Рыбаки слушают внимательно. Когда бригадир доходит до слов "активное участие принимали..." и перечисляет фамилии, Виктория напряженно следит за людьми. Какова будет реакция? А никакой реакции нет! Больше того, Семен снова закрывает глаз, Григорий Пцхлава удачно попадает ниткой в иголку, а Наталья Колотовкина скучно зевает. Виктория смотрит на них, поражается, недовольно вздернув губу, думает: "Точно не о них написано! Никому дела нет!"
Закончив чтение, бригадир торжественно объявляет:
- Написано двадцать седьмого августа тысяча девятьсот шестидесятого года, газета "Пролетарское знамя", страница третья... Товарищ Перелыгина, продолжайте вопрос!
- Почему названа моя фамилия? Я не принимала участия в установке редуктора, - поднимаясь, спрашивает Виктория. - Мне не нужны подачки! резко говорит она. - Я хочу знать, кто дал мою фамилию корреспонденту!

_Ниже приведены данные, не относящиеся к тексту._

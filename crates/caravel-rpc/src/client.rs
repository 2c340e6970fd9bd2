//! Typed client: one method per backend operation.

use std::sync::Arc;

use serde::de::DeserializeOwned;
use serde::Deserialize;
use serde_json::{json, Value};

use caravel_core::{DiskInfo, ExplorerItem, HashAlgo};

use crate::transport::{RpcError, Transport};

/// One page of a streamed directory listing.
#[derive(Debug, Clone, Deserialize)]
pub struct LsPage {
    pub items: Vec<ExplorerItem>,
    pub end: bool,
}

/// One page of a streamed delete operation.
#[derive(Debug, Clone, Deserialize)]
pub struct DeletePage {
    pub end: bool,
    pub total: u64,
    pub deleted: u64,
    #[serde(default)]
    pub last_deleted: Option<String>,
}

/// One page of a streamed find operation.
#[derive(Debug, Clone, Deserialize)]
pub struct FindPage {
    pub files: Vec<ExplorerItem>,
    pub total: u64,
    pub end: bool,
}

/// Thin promise-per-operation wrapper around a [`Transport`].
///
/// Methods map one-to-one onto backend operations; no retries, no local
/// state. Cheap to clone.
#[derive(Clone)]
pub struct RpcClient {
    transport: Arc<dyn Transport>,
}

impl RpcClient {
    /// Wrap a transport.
    pub fn new(transport: Arc<dyn Transport>) -> Self {
        Self { transport }
    }

    async fn call<T: DeserializeOwned>(&self, name: &str, args: Vec<Value>) -> Result<T, RpcError> {
        let value = self.transport.call(name, args).await?;
        serde_json::from_value(value).map_err(|err| RpcError::Decode {
            operation: name.to_string(),
            message: err.to_string(),
        })
    }

    // --- listing stream ---

    /// Start a listing stream for a folder.
    pub async fn start_ls(&self, folder: &str) -> Result<(), RpcError> {
        self.call("start_ls", vec![json!(folder)]).await
    }

    /// Fetch the next page of a folder's listing stream.
    pub async fn ls(&self, folder: &str) -> Result<LsPage, RpcError> {
        self.call("ls", vec![json!(folder)]).await
    }

    /// Ask the backend to stop emitting pages on every listing stream.
    pub async fn stop_all_streams_ls(&self) -> Result<(), RpcError> {
        self.call("stop_all_streams_ls", vec![]).await
    }

    /// Drop every listing stream's buffered state on the backend.
    pub async fn delete_all_streams_ls(&self) -> Result<(), RpcError> {
        self.call("delete_all_streams_ls", vec![]).await
    }

    // --- delete stream ---

    /// Start a delete stream for the given paths.
    pub async fn start_delete(
        &self,
        id: &str,
        paths: &[String],
        move_to_trash: bool,
    ) -> Result<(), RpcError> {
        self.call("start_delete", vec![json!(id), json!(paths), json!(move_to_trash)])
            .await
    }

    /// Fetch the next progress page of a delete stream.
    pub async fn stream_delete(&self, id: &str) -> Result<DeletePage, RpcError> {
        self.call("stream_delete", vec![json!(id)]).await
    }

    /// Stop every delete stream on the backend.
    pub async fn stop_all_streams_delete(&self) -> Result<(), RpcError> {
        self.call("stop_all_streams_delete", vec![]).await
    }

    // --- find stream ---

    /// Fetch the next page of matches for a query under a folder. The
    /// backend starts the stream on the first call for a folder.
    pub async fn stream_find(&self, folder: &str, query: &str) -> Result<FindPage, RpcError> {
        self.call("stream_find", vec![json!(folder), json!(query)]).await
    }

    /// Stop every find stream on the backend.
    pub async fn stop_all_streams_find(&self) -> Result<(), RpcError> {
        self.call("stop_all_streams_find", vec![]).await
    }

    // --- one-shot operations ---

    /// Create an empty file.
    pub async fn create_file(&self, path: &str) -> Result<(), RpcError> {
        self.call("create_file", vec![json!(path)]).await
    }

    /// Create an empty folder.
    pub async fn create_folder(&self, path: &str) -> Result<(), RpcError> {
        self.call("create_folder", vec![json!(path)]).await
    }

    /// Rename an entry.
    pub async fn rename(&self, from: &str, to: &str) -> Result<(), RpcError> {
        self.call("rename", vec![json!(from), json!(to)]).await
    }

    /// Put paths on the backend clipboard. The wire format is one
    /// space-joined string.
    pub async fn copy(&self, paths: &[String]) -> Result<(), RpcError> {
        self.call("copy", vec![json!(paths.join(" "))]).await
    }

    /// Paste the backend clipboard into a folder.
    pub async fn paste(&self, folder: &str) -> Result<(), RpcError> {
        self.call("paste", vec![json!(folder)]).await
    }

    /// Check whether a path exists.
    pub async fn exists(&self, path: &str) -> Result<bool, RpcError> {
        self.call("exists", vec![json!(path)]).await
    }

    /// Fetch a single entry's record.
    pub async fn get_path_info(&self, path: &str) -> Result<ExplorerItem, RpcError> {
        self.call("get_path_info", vec![json!(path)]).await
    }

    /// The user's home directory.
    pub async fn home(&self) -> Result<String, RpcError> {
        self.call("home", vec![]).await
    }

    /// The backend's working directory.
    pub async fn pwd(&self) -> Result<String, RpcError> {
        self.call("pwd", vec![]).await
    }

    /// The backend's user name.
    pub async fn user(&self) -> Result<String, RpcError> {
        self.call("user", vec![]).await
    }

    // --- config passthrough ---

    /// Fetch the backend configuration. Opaque to the front-end.
    pub async fn get_config(&self) -> Result<Value, RpcError> {
        self.call("get_config", vec![]).await
    }

    /// Replace the backend configuration.
    pub async fn set_config(&self, config: Value) -> Result<(), RpcError> {
        self.call("set_config", vec![config]).await
    }

    // --- system info ---

    /// Usage records for every mounted disk.
    pub async fn disks_info(&self) -> Result<Vec<DiskInfo>, RpcError> {
        self.call("disks_info", vec![]).await
    }

    /// Hash a file's content; returns the hex digest.
    pub async fn hash(&self, algo: HashAlgo, path: &str) -> Result<String, RpcError> {
        self.call(&format!("hash_{algo}"), vec![json!(path)]).await
    }
}
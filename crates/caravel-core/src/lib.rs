//! Core types and helpers for caravel.
//!
//! This crate provides the data model shared across the caravel workspace:
//! explorer items, sort modes, footer notifications, and the pure formatting
//! and path helpers the UI layer relies on.

mod footer;
mod format;
mod item;
mod remote;
mod sort;

pub use footer::{Footer, FooterKind};
pub use format::{format_bytes, format_date, is_path_child, path_prefixes, split_segments};
pub use item::{ExplorerItem, ItemKind, PendingAction};
pub use remote::{DiskInfo, HashAlgo};
pub use sort::{sort_items, SortMode};
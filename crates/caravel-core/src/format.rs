//! Formatting and path helpers.

use chrono::{DateTime, Utc};
use humansize::FormatSizeOptions;

/// Format a byte count in human-readable form (1024-based, `KB`/`MB` labels).
pub fn format_bytes(bytes: u64) -> String {
    let options = FormatSizeOptions::from(humansize::WINDOWS).decimal_places(2);
    humansize::format_size(bytes, options)
}

/// Format a timestamp the way the explorer displays it.
pub fn format_date(date: DateTime<Utc>) -> String {
    date.format("%Y-%m-%d %H:%M").to_string()
}

/// Split an absolute posix-style path into its non-empty segments.
pub fn split_segments(path: &str) -> Vec<String> {
    path.split('/')
        .filter(|s| !s.is_empty())
        .map(String::from)
        .collect()
}

/// Every prefix of a path, shortest first: `/a/b/c` yields
/// `["/a", "/a/b", "/a/b/c"]`.
pub fn path_prefixes(path: &str) -> Vec<String> {
    let absolute = path.starts_with('/');
    let mut prefixes = Vec::new();
    let mut acc = String::new();

    for segment in path.split('/').filter(|s| !s.is_empty()) {
        if absolute || !acc.is_empty() {
            acc.push('/');
        }
        acc.push_str(segment);
        prefixes.push(acc.clone());
    }

    prefixes
}

/// Check whether `child` lies strictly below `parent`.
pub fn is_path_child(parent: &str, child: &str) -> bool {
    child.starts_with(parent) && child != parent
}
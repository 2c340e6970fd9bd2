//! Single-flight listing and find streams.
//!
//! Reload can be triggered faster than a listing stream finishes: a
//! navigation click, a double-click into a folder and a quick-access click
//! can all land while pages are still arriving. Every trigger bumps the
//! gate generation inside the same critical section that clears the
//! listing, and every merge re-checks the generation inside its own
//! critical section, so a superseded worker can never push stale pages
//! into a newer worker's view. The slot mutex keeps at most one stream
//! active against the backend.

use caravel_core::{sort_items, split_segments, ExplorerItem};
use caravel_rpc::RpcError;

use crate::state::Notice;

use super::Orchestrator;

/// What became of one merged page.
enum MergeOutcome {
    /// More pages expected.
    Continue,
    /// Stream ended; this worker's listing is authoritative.
    Finished,
    /// A newer trigger took over; results discarded.
    Superseded,
}

impl Orchestrator {
    /// Reload the listing of the current directory.
    ///
    /// Safe to call while a previous reload is still streaming: the older
    /// stream is cancelled at the backend and its partial results are
    /// discarded. If the backend never ends the stream this future never
    /// resolves; callers needing bounded latency must time out above this
    /// layer.
    pub async fn reload(&self) -> Result<(), RpcError> {
        let (token, folder) = self.begin_listing();
        let result = self.run_listing(token, &folder).await;
        if let Err(ref err) = result {
            self.abort_listing(token);
            self.report("reload", err);
        }
        result
    }

    /// Stream find results for a query under the current directory into
    /// the listing. Supersedes any in-flight listing stream.
    pub async fn search(&self, query: &str) -> Result<(), RpcError> {
        let (token, folder) = self.begin_listing();
        let result = self.run_find(token, &folder, query).await;
        if let Err(ref err) = result {
            self.abort_listing(token);
            self.report("search", err);
        }
        result
    }

    /// Stop an in-flight search and show the plain listing again.
    pub async fn stop_search(&self) -> Result<(), RpcError> {
        if let Err(err) = self.client.stop_all_streams_find().await {
            self.report("search", &err);
            return Err(err);
        }
        self.reload().await
    }

    /// Register a trigger: bump the generation, clear the listing and mark
    /// the view busy, all inside one critical section and before the first
    /// suspension point.
    fn begin_listing(&self) -> (u64, String) {
        let (token, folder) = self.state.update(|s| {
            let token = self.gate.bump();
            s.items.clear();
            s.is_searching = true;
            s.directory_segments = split_segments(&s.current_directory);
            (token, s.current_directory.clone())
        });

        self.state.publish(Notice::ItemsChanged);
        self.state.publish(Notice::SearchingChanged(true));
        (token, folder)
    }

    async fn run_listing(&self, token: u64, folder: &str) -> Result<(), RpcError> {
        self.client.stop_all_streams_ls().await?;
        self.client.delete_all_streams_ls().await?;

        let _slot = self.gate.acquire().await;
        if self.gate.is_stale(token) {
            tracing::debug!(token, "listing superseded before start");
            return Ok(());
        }

        self.client.start_ls(folder).await?;
        loop {
            let page = self.client.ls(folder).await?;
            match self.merge_page(token, page.items, page.end) {
                MergeOutcome::Continue => {}
                MergeOutcome::Finished => return Ok(()),
                MergeOutcome::Superseded => {
                    tracing::debug!(token, "listing superseded mid-stream");
                    return Ok(());
                }
            }
        }
    }

    async fn run_find(&self, token: u64, folder: &str, query: &str) -> Result<(), RpcError> {
        self.client.stop_all_streams_ls().await?;
        self.client.delete_all_streams_ls().await?;

        let _slot = self.gate.acquire().await;
        if self.gate.is_stale(token) {
            tracing::debug!(token, "find superseded before start");
            return Ok(());
        }

        loop {
            let page = self.client.stream_find(folder, query).await?;
            match self.merge_page(token, page.files, page.end) {
                MergeOutcome::Continue => {}
                MergeOutcome::Finished => return Ok(()),
                MergeOutcome::Superseded => {
                    tracing::debug!(token, "find superseded mid-stream");
                    return Ok(());
                }
            }
        }
    }

    /// Merge one stream page, or discard everything if a newer trigger
    /// arrived. The staleness check and the merge share one critical
    /// section so a competing trigger is either fully before or fully
    /// after this page.
    fn merge_page(&self, token: u64, items: Vec<ExplorerItem>, end: bool) -> MergeOutcome {
        let outcome = self.state.update(|s| {
            if self.gate.is_stale(token) {
                s.items.clear();
                return MergeOutcome::Superseded;
            }

            s.items.extend(items);
            sort_items(&mut s.items, s.sort_mode, s.sort_reversed);

            if end {
                s.is_searching = false;
                MergeOutcome::Finished
            } else {
                MergeOutcome::Continue
            }
        });

        self.state.publish(Notice::ItemsChanged);
        if matches!(outcome, MergeOutcome::Finished) {
            self.state.publish(Notice::SearchingChanged(false));
        }
        outcome
    }

    /// A stream died on an RPC error. Unless a newer trigger already owns
    /// the view, stop showing the busy indicator.
    fn abort_listing(&self, token: u64) {
        let changed = self.state.update(|s| {
            if self.gate.is_stale(token) {
                return false;
            }
            s.is_searching = false;
            true
        });

        if changed {
            self.state.publish(Notice::SearchingChanged(false));
        }
    }
}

Это безобразие! Прошу вас, товарищ Стрельников, ответить на этот вопрос. Бригадир не может ответить.
- Гм! Н-да! - Он кашляет. - Дядя Истигней то есть товарищ Мурзин, кто давал корреспонденту фамилии?
- Да никто не давал, - отмахивается старик. - Слушайте, отдыхать мы сегодня будем или нет? - Ок старательно укладывает телогрейку, выравнивает рукав к рукаву, воротник заталкивает вниз, ворчит: - Холера! Поистрепалась страсть как! - Потом кличет: - Степан! Иди приляг! Намерзся, парниша! Иди, иди! - Он оставляет Степану местечко рядом с собой на телогрейке.

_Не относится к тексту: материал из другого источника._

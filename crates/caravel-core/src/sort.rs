//! Listing sort modes and the stable sort applied after every mutation.

use serde::{Deserialize, Serialize};
use strum::{Display, EnumIter};

use crate::item::ExplorerItem;

/// Key used to order a directory listing.
#[derive(Debug, Clone, Copy, PartialEq, Eq, Default, Display, EnumIter, Serialize, Deserialize)]
#[serde(rename_all = "lowercase")]
#[strum(serialize_all = "lowercase")]
pub enum SortMode {
    #[default]
    Name,
    Modified,
    Type,
    Size,
}

/// Stable multi-key sort of a listing.
///
/// Items are ordered by the selected key with name as tie-break, then the
/// whole sequence is reversed when `reversed` is set. Reversing twice
/// restores the original order; re-sorting an already-sorted listing with
/// the same key is a no-op.
pub fn sort_items(items: &mut [ExplorerItem], mode: SortMode, reversed: bool) {
    match mode {
        SortMode::Name => items.sort_by(cmp_name),
        SortMode::Modified => {
            items.sort_by(|a, b| a.modified.cmp(&b.modified).then_with(|| cmp_name(a, b)))
        }
        SortMode::Type => {
            items.sort_by(|a, b| a.type_label.cmp(&b.type_label).then_with(|| cmp_name(a, b)))
        }
        SortMode::Size => items.sort_by(|a, b| a.size.cmp(&b.size).then_with(|| cmp_name(a, b))),
    }

    if reversed {
        items.reverse();
    }
}

fn cmp_name(a: &ExplorerItem, b: &ExplorerItem) -> std::cmp::Ordering {
    a.name
        .to_lowercase()
        .cmp(&b.name.to_lowercase())
        .then_with(|| a.path.cmp(&b.path))
}
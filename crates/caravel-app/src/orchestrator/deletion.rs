//! Streamed delete with footer progress.

use caravel_core::FooterKind;
use caravel_rpc::{correlation_id, RpcError};

use super::Orchestrator;

impl Orchestrator {
    /// Delete paths, reporting progress in the footer after every page,
    /// then clear the selection and reload.
    ///
    /// The backend only reports counts; a page with fewer `deleted` than
    /// attempted is indistinguishable from success. There is no
    /// cancellation for a running delete stream.
    pub async fn delete(&self, paths: Vec<String>, move_to_trash: bool) -> Result<(), RpcError> {
        if paths.is_empty() {
            return Ok(());
        }

        let result = self.run_delete(&paths, move_to_trash).await;
        if let Err(ref err) = result {
            self.report("delete", err);
        }
        result
    }

    async fn run_delete(&self, paths: &[String], move_to_trash: bool) -> Result<(), RpcError> {
        let id = correlation_id();
        tracing::debug!(%id, count = paths.len(), move_to_trash, "starting delete stream");

        self.client.start_delete(&id, paths, move_to_trash).await?;

        loop {
            let page = self.client.stream_delete(&id).await?;

            let text = match page.last_deleted.as_deref() {
                Some(name) if !name.is_empty() => {
                    format!("Deleted {}/{} - {}", page.deleted, page.total, name)
                }
                _ => format!("Deleted {}/{}", page.deleted, page.total),
            };
            self.footer_text(text, FooterKind::Info);

            if page.end {
                break;
            }
        }

        self.clear_selection();
        self.reload().await
    }
}
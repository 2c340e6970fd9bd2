//! Single-flight gate for listing streams.

use std::sync::atomic::{AtomicU64, Ordering};

use tokio::sync::{Mutex, MutexGuard};

/// Serialization point for everything that writes the displayed listing.
///
/// Every trigger bumps the generation and carries the new value as its
/// token; a worker whose token no longer matches has been superseded and
/// must discard its results. The slot mutex guarantees at most one worker
/// streams pages at a time. Together they replace the original
/// active/waiting worker counters without changing the discard semantics.
#[derive(Debug, Default)]
pub struct ListingGate {
    generation: AtomicU64,
    slot: Mutex<()>,
}

impl ListingGate {
    /// Create a gate with no triggers recorded.
    pub fn new() -> Self {
        Self::default()
    }

    /// Record a new trigger; returns the token its worker must carry.
    pub fn bump(&self) -> u64 {
        self.generation.fetch_add(1, Ordering::SeqCst) + 1
    }

    /// The newest token handed out.
    pub fn current(&self) -> u64 {
        self.generation.load(Ordering::SeqCst)
    }

    /// Whether a newer trigger has superseded this token.
    pub fn is_stale(&self, token: u64) -> bool {
        self.current() != token
    }

    /// Wait for the streaming slot. Held for the whole page loop.
    pub async fn acquire(&self) -> MutexGuard<'_, ()> {
        self.slot.lock().await
    }
}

Степка боком, робко пробирается к дяде Истигнею. Глаза у Степки тоскующие, плечи опали, руки висят - он мучится, переживает за Викторию; ему муторно, нехорошо, словно он сам сделал непоправимую, жестокую ошибку. Ну зачем она это делает, зачем? Неужели на видит, что рыбаки переживают за нее, прячут взгляды, пытаются показать, что не видят ее гордо вздернутой головы? Стыд за нее мучит Степку. Это - резкое, обжигающее чувство. Ему кажется, что собственный стыд, стыд за себя, бывает более легким. А сейчас он не может поднять головы, ему до боли жалко Викторию.
- Я жду ответа! - звенит голос девушки. И Степка не выдерживает. Прижав руки к груди, умоляюще просит ее:
- Не надо! Не надо, Виктория, это пустяки... Брось!
- Это ложь! - вскрикивает она.
- Виктория! - Степка бросается к ней, готовый схватить, увести от рыбаков, от стыда, но она отшатывается, отмахивается.
- Я хочу знать!
- Степан, ложись! - прикрикивает на парня дядя Истигней.
Старик делает еще одну попытку замять разговор. Он боится, что Виктория наговорит Степке бог знает что.